Copy out every line of the records in which "Distinct" can be found.

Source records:
################

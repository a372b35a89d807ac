//! Host interfaces consumed by the keyword manager.
//!
//! The manager never owns content objects. It reaches them through four
//! narrow capabilities provided by the embedding host: the catalog's query
//! surface, per-object field access, reindex requests, and the permission
//! gate. All traits are synchronous: one invocation processes its batch
//! sequentially inside whatever transaction boundary the host provides, and
//! the manager assumes the host serializes conflicting mutations (e.g. via
//! optimistic-conflict retry at its transaction layer).

use std::sync::Arc;

use crate::error::CatalogResult;
use crate::types::{FieldSpec, FieldValue, KeywordQuery, ObjectId, ScopePath};

// ============================================================================
// Catalog
// ============================================================================

/// Query surface of the content repository index.
pub trait Catalog: Send + Sync {
    /// Handles of the objects whose `query.field` holds any of
    /// `query.values`, restricted to `query.scope` when present.
    fn find(&self, query: &KeywordQuery) -> CatalogResult<Vec<ObjectId>>;

    /// Distinct values indexed for `field` across the repository.
    fn unique_values(&self, field: &str) -> CatalogResult<Vec<String>>;

    /// Distinct values for `field` with the number of objects holding each.
    fn value_counts(&self, field: &str) -> CatalogResult<Vec<(String, usize)>>;

    /// Fields the catalog declares, keyword-bearing or not.
    fn fields(&self) -> CatalogResult<Vec<FieldSpec>>;
}

// ============================================================================
// Field access
// ============================================================================

/// Outcome of a field write attempt.
#[derive(Debug, Clone, Copy, PartialEq, Eq)]
pub enum WriteOutcome {
    /// The value was stored.
    Updated,
    /// No mutator could be resolved for this object and field; the object
    /// is unchanged.
    NoMutator,
}

/// Read/write capability for a field on a single object.
///
/// The value shape (multi- or mono-valued) is resolved per object at read
/// time; callers must handle either variant for the same field name.
pub trait FieldAccess: Send + Sync {
    /// Current value of `field` on the object.
    fn read(&self, id: &ObjectId, field: &str) -> CatalogResult<FieldValue>;

    /// Attempt to store `value`. Hosts report [`WriteOutcome::NoMutator`]
    /// when the object exposes no setter for `field`; that is not an error.
    fn write(&self, id: &ObjectId, field: &str, value: FieldValue)
        -> CatalogResult<WriteOutcome>;
}

// ============================================================================
// Reindex
// ============================================================================

/// Reindex hook, fire-and-forget from the manager's perspective.
pub trait Reindex: Send + Sync {
    /// Request reindexing of `fields` for one object.
    fn reindex(&self, id: &ObjectId, fields: &[String]) -> CatalogResult<()>;
}

// ============================================================================
// Permission gate
// ============================================================================

/// Pluggable manage-keywords capability check.
pub trait PermissionGate: Send + Sync {
    /// True when the caller may manage keywords under `scope`, or across
    /// the whole repository when `scope` is absent.
    fn can_manage(&self, scope: Option<&ScopePath>) -> bool;
}

/// Gate that admits every caller. For hosts that authorize further out, and
/// for tests.
#[derive(Debug, Clone, Copy, Default)]
pub struct AllowAll;

impl PermissionGate for AllowAll {
    fn can_manage(&self, _scope: Option<&ScopePath>) -> bool {
        true
    }
}

// ============================================================================
// Blanket implementations
// ============================================================================

impl<T: Catalog + ?Sized> Catalog for Arc<T> {
    fn find(&self, query: &KeywordQuery) -> CatalogResult<Vec<ObjectId>> {
        (**self).find(query)
    }

    fn unique_values(&self, field: &str) -> CatalogResult<Vec<String>> {
        (**self).unique_values(field)
    }

    fn value_counts(&self, field: &str) -> CatalogResult<Vec<(String, usize)>> {
        (**self).value_counts(field)
    }

    fn fields(&self) -> CatalogResult<Vec<FieldSpec>> {
        (**self).fields()
    }
}

impl<T: FieldAccess + ?Sized> FieldAccess for Arc<T> {
    fn read(&self, id: &ObjectId, field: &str) -> CatalogResult<FieldValue> {
        (**self).read(id, field)
    }

    fn write(
        &self,
        id: &ObjectId,
        field: &str,
        value: FieldValue,
    ) -> CatalogResult<WriteOutcome> {
        (**self).write(id, field, value)
    }
}

impl<T: Reindex + ?Sized> Reindex for Arc<T> {
    fn reindex(&self, id: &ObjectId, fields: &[String]) -> CatalogResult<()> {
        (**self).reindex(id, fields)
    }
}

impl<T: PermissionGate + ?Sized> PermissionGate for Arc<T> {
    fn can_manage(&self, scope: Option<&ScopePath>) -> bool {
        (**self).can_manage(scope)
    }
}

################

_Response to the exercise_
    /// Distinct values indexed for `field` across the repository.
    /// Distinct values for `field` with the number of objects holding each.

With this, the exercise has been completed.